Advirtió que parecía de buen humor. Hundió los labios en el café mirándola sin parar de sonreír.

—¿Está lista, Diane? Tengo una buena noticia. Esta mañana vamos a ir a visitar a los internos de la unidad A.

—Muy bien, señor —dijo, esforzándose por disimular la excitación y mantener un aire profesional.

—Llámeme Francis, por favor.

—Muy bien, Francis.

—Espero no haberla asustado demasiado la otra vez. Solo quería avisarla.
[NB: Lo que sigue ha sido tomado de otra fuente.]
//! Projects a fresh reconciliation onto the previously published collection.

use std::cell::{Ref, RefCell};
use std::collections::HashMap;
use std::rc::Rc;

use crate::derived::{Capabilities, DriverRow, DriverStatus};
use crate::error::InventoryError;
use crate::events::InventoryEvent;
use crate::model::{fold, DriverRecord};
use crate::paths::PathSettings;

/// Stable, shared handle for one driver. Survives refreshes for as long as
/// its identifier keeps being produced; only the wrapped record changes.
#[derive(Debug)]
pub struct DisplayEntity {
    record: RefCell<DriverRecord>,
}

impl DisplayEntity {
    pub fn new(record: DriverRecord) -> Self {
        Self {
            record: RefCell::new(record),
        }
    }

    pub fn identifier(&self) -> Ref<'_, str> {
        Ref::map(self.record.borrow(), |r| r.identifier.as_str())
    }

    pub fn record(&self) -> Ref<'_, DriverRecord> {
        self.record.borrow()
    }

    /// Swap in a newer record, releasing the old one.
    pub fn replace(&self, record: DriverRecord) {
        drop(self.record.replace(record));
    }

    pub fn status(&self) -> DriverStatus {
        self.record.borrow().status()
    }

    pub fn capabilities(&self) -> Capabilities {
        self.record.borrow().capabilities()
    }

    pub fn image_path(&self, paths: &PathSettings) -> String {
        self.record.borrow().image_path(paths)
    }

    pub fn row(&self, paths: &PathSettings) -> DriverRow {
        self.record.borrow().row(paths)
    }
}

/// Where one collection edit happened.
#[derive(Debug, Clone, PartialEq, Eq)]
pub struct Change {
    pub identifier: String,
    pub index: usize,
}

#[derive(Debug, Default)]
pub struct Projection {
    pub entities: Vec<Rc<DisplayEntity>>,
    /// Removals in order; each index is valid once the earlier ones are applied.
    pub removed: Vec<Change>,
    /// Appends in order, indexed into the final collection.
    pub added: Vec<Change>,
    pub updated: usize,
}

impl Projection {
    /// Removals, then additions, as collection events.
    pub fn events(&self) -> Vec<InventoryEvent> {
        let removed = self.removed.iter().map(|c| InventoryEvent::Removed {
            identifier: c.identifier.clone(),
            index: c.index,
        });
        let added = self.added.iter().map(|c| InventoryEvent::Added {
            identifier: c.identifier.clone(),
            index: c.index,
        });
        removed.chain(added).collect()
    }

}

/// Match `records` against `previous` by case-insensitive identifier.
///
/// Survivors keep their `Rc` and position order; vanished entities are
/// dropped; new records are appended in discovery order. Duplicate
/// identifiers in `records`, or a survivor whose record is still borrowed,
/// fail the projection before anything is touched.
pub fn project(previous: &[Rc<DisplayEntity>], records: Vec<DriverRecord>) -> Result<Projection, InventoryError> {
    let mut by_identifier: HashMap<String, usize> = HashMap::with_capacity(records.len());
    for (i, record) in records.iter().enumerate() {
        if by_identifier.insert(fold(&record.identifier), i).is_some() {
            return Err(InventoryError::IdentifierCollision {
                identifier: record.identifier.clone(),
            });
        }
    }

    // Every survivor must be swappable before any of them is touched.
    let matches: Vec<Option<usize>> = previous
        .iter()
        .map(|entity| by_identifier.get(&fold(&entity.identifier())).copied())
        .collect();
    for (entity, matched) in previous.iter().zip(&matches) {
        if matched.is_some() && entity.record.try_borrow_mut().is_err() {
            return Err(InventoryError::RecordBorrowed {
                identifier: entity.identifier().to_string(),
            });
        }
    }

    let mut slots: Vec<Option<DriverRecord>> = records.into_iter().map(Some).collect();
    let mut projection = Projection {
        entities: Vec::with_capacity(slots.len()),
        ..Projection::default()
    };

    for (entity, matched) in previous.iter().zip(matches) {
        match matched.and_then(|i| slots[i].take()) {
            Some(record) => {
                entity.replace(record);
                projection.entities.push(Rc::clone(entity));
                projection.updated += 1;
            }
            None => projection.removed.push(Change {
                identifier: entity.identifier().to_string(),
                index: projection.entities.len(),
            }),
        }
    }

    for record in slots.into_iter().flatten() {
        projection.added.push(Change {
            identifier: record.identifier.clone(),
            index: projection.entities.len(),
        });
        projection.entities.push(Rc::new(DisplayEntity::new(record)));
    }

    Ok(projection)
}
Todo irá bien, ya verá.

—Me siento perfectamente preparada.

La mirada que le dedicó indicaba claramente que él lo dudaba mucho.

—¿A quién vamos a ver?

—A Julian Hirtmann…

* * *

Los White Stripes cantaban
Seven Nation Army
en sus cascos cuando se abrió la puerta de la oficina. Espérandieu despegó los ojos de la pantalla.

—Hola —dijo Samira—. ¿Qué tal esa autopsia?

—Puaf —exclamó Espérandieu quitándose los auriculares.

Samira rodeó el escritorio de Vincent para ir a instalarse en el suyo. Espérandieu respiró un fresco y agradable perfume con un trasfondo de gel de ducha. Desde sus primeros pasos en el servicio, había sentido una simpatía espontánea por Samira Cheung. Como él, era blanco de los sarcasmos y pullas apenas velados de ciertos miembros de la brigada. La chica dominaba, con todo, el arte de las réplicas. En más de una ocasión había dejado cortados a esos idiotas retrógrados, cosa que no hacía más que incrementar su hostilidad.

Samira Cheung cogió una botella de agua mineral y se puso a beber directamente de ella. Esa mañana llevaba una cazadora de cuero encima de una chaqueta de tela tejana y un suéter con capucha, un pantalón de arpillera, botas con tacones de ocho centímetros y un gorro con visera.